Judge Walter Schwarm’s tentative ruling came after several lawsuits against the city by Mission Viejo resident Michael Schlesinger, alleging councilmembers illegally extended their terms of office after they told voters they would only sit for a two year term. 

Voice of OC first reported the judge’s tentative decision yesterday. 

[Read: Local Judge Throws Majority of Mission Viejo’s City Councilmembers Off Dais]

Lawyers for the city and Schlesinger appeared at a hearing this morning where Schwarm stood by his tentative ruling, despite pushback from Mission Viejo City Attorney Bill Curley.

Curley said that a council majority is needed to get some important work done before the election in November, and that there’s no real answers on how to fill those seats with only two councilmembers. 

“Some work might be jeopardized by not taking action,” Curley said.

A council needs at least a majority in order to approve agenda items and make official decisions.
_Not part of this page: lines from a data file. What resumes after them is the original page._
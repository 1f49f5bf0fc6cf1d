//! Session configuration.

use crate::error::ConfigError;

/// Configuration for a blackjack session.
///
/// All chip amounts are integers in the smallest currency unit (cents).
/// Use the builder pattern to customize:
///
/// ```
/// use twentyone::SessionConfig;
///
/// let config = SessionConfig::default()
///     .with_deck_count(1)
///     .with_reshuffle_threshold(20)
///     .with_starting_chips(50_000)
///     .with_min_bet(500);
/// ```
#[derive(Debug, Clone, Copy, PartialEq, Eq)]
pub struct SessionConfig {
    /// Number of 52-card decks combined into the shoe.
    pub deck_count: u32,
    /// Remaining-card count below which the shoe is rebuilt between rounds.
    pub reshuffle_threshold: usize,
    /// The player's starting chip stack, in cents.
    pub starting_chips: u64,
    /// Smallest accepted bet, in cents.
    pub min_bet: u64,
    /// Largest accepted bet, in cents. `None` means no table maximum.
    pub max_bet: Option<u64>,
}

impl Default for SessionConfig {
    fn default() -> Self {
        Self {
            deck_count: 6,
            reshuffle_threshold: 15,
            starting_chips: 100_000,
            min_bet: 1_000,
            max_bet: None,
        }
    }
}

impl SessionConfig {
    /// Sets the number of decks in the shoe.
    ///
    /// # Example
    ///
    /// ```
    /// use twentyone::SessionConfig;
    ///
    /// let config = SessionConfig::default().with_deck_count(8);
    /// assert_eq!(config.deck_count, 8);
    /// ```
    #[must_use]
    pub const fn with_deck_count(mut self, deck_count: u32) -> Self {
        self.deck_count = deck_count;
        self
    }

    /// Sets the reshuffle threshold.
    ///
    /// # Example
    ///
    /// ```
    /// use twentyone::SessionConfig;
    ///
    /// let config = SessionConfig::default().with_reshuffle_threshold(26);
    /// assert_eq!(config.reshuffle_threshold, 26);
    /// ```
    #[must_use]
    pub const fn with_reshuffle_threshold(mut self, threshold: usize) -> Self {
        self.reshuffle_threshold = threshold;
        self
    }

    /// Sets the player's starting chips.
    ///
    /// # Example
    ///
    /// ```
    /// use twentyone::SessionConfig;
    ///
    /// let config = SessionConfig::default().with_starting_chips(25_000);
    /// assert_eq!(config.starting_chips, 25_000);
    /// ```
    #[must_use]
    pub const fn with_starting_chips(mut self, chips: u64) -> Self {
        self.starting_chips = chips;
        self
    }

    /// Sets the table minimum bet.
    ///
    /// # Example
    ///
    /// ```
    /// use twentyone::SessionConfig;
    ///
    /// let config = SessionConfig::default().with_min_bet(100);
    /// assert_eq!(config.min_bet, 100);
    /// ```
    #[must_use]
    pub const fn with_min_bet(mut self, min_bet: u64) -> Self {
        self.min_bet = min_bet;
        self
    }

    /// Sets the table maximum bet.
    ///
    /// # Example
    ///
    /// ```
    /// use twentyone::SessionConfig;
    ///
    /// let config = SessionConfig::default().with_max_bet(50_000);
    /// assert_eq!(config.max_bet, Some(50_000));
    /// ```
    #[must_use]
    pub const fn with_max_bet(mut self, max_bet: u64) -> Self {
        self.max_bet = Some(max_bet);
        self
    }

    /// Checks the configuration invariants.
    ///
    /// # Errors
    ///
    /// Returns a [`ConfigError`] if the deck count, reshuffle threshold, or
    /// bet limits are invalid.
    pub const fn validate(&self) -> Result<(), ConfigError> {
        if self.deck_count == 0 {
            return Err(ConfigError::DeckCount);
        }
        if self.reshuffle_threshold == 0 {
            return Err(ConfigError::Threshold);
        }
        if self.min_bet == 0 {
            return Err(ConfigError::MinBet);
        }
        if let Some(max) = self.max_bet {
            if max < self.min_bet {
                return Err(ConfigError::MaxBetBelowMin);
            }
        }
        Ok(())
    }
}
With only two people on the council, the members would need to appoint at least one person in order to form a council majority after Raths, Bucknam and Sachs step down.

Schwarm said it wasn’t his responsibility to figure out that problem, but that he would reconvene with the lawyers tomorrow morning to discuss a potential solution and make the final decision. 

“The city’s position seems to be, ‘We can’t do anything with only two councilmembers,’ and that just doesn’t seem legally correct,” Schwarm said. “I don’t know what the answer is… I’m going to continue this motion.” 

During the hearing, Schwarm also said he wasn’t making any statements on the motivation behind the term extensions. 

“I made no findings regarding good or bad faith of any participant,” Schwarm said. “I don’t want that to be any suggestion from this court.”  

Aaron Hand, Schlesinger’s attorney, argued during the hearing that he wanted the council members to be immediately removed from their positions because he said it could pose a conflict of interest if they remain after the legal proceedings.

Currently, Mayor Wendy Bucknam and Councilmembers Ed Sachs and Greg Raths are set to be removed from their positions by September 30. 

Curley also recapped that the council had extended their terms while they were trying to change their election method.

For years, city leaders tried to implement a system called cumulative voting to resolve the issue of racially polarized voting in the city, which would have required all five councilmembers go up for election at the same time. 

To line up the seats in the same election, it was widely advertised in the 2018 and 2020 elections that the council elections would be for two year terms. 

But the California Secretary of State’s office told city leaders repeatedly that cumulative voting wasn’t an approved option for the city, and when they were denied the chance to switch, councilmembers voted to hang onto their standard four year terms despite running for a two year term. 

As a result, Bucknam Sachs and Raths were elected in 2018 on two year terms and continued to serve through the present.

[Read: Mission Viejo City Council Extends Their Own Terms as Elected Officials]

Councilmembers Brian Goodell and Trish Kelley attempted to do the same thing after the 2020 election, extending their terms until 2024, but Schwarm ruled in an earlier court case that they would have to go on the ballot at the end of their two year terms. 

[Read: OC Judge Orders All 5 Mission Viejo Council Members Must Stand For Election in November]

Goodell and Kelley will remain on the dais through the 2022 election, at which point they will either be reelected or voted out of office. 

However, all five council members have a chance at making it back to the city council in November, with all of their names listed on the ballot under the city’s new district election system. 

Both Raths and Sachs are running in the same district, meaning only one of them could return to the council. 

Tomorrow’s court session is scheduled for tomorrow morning at 8:30 a.m.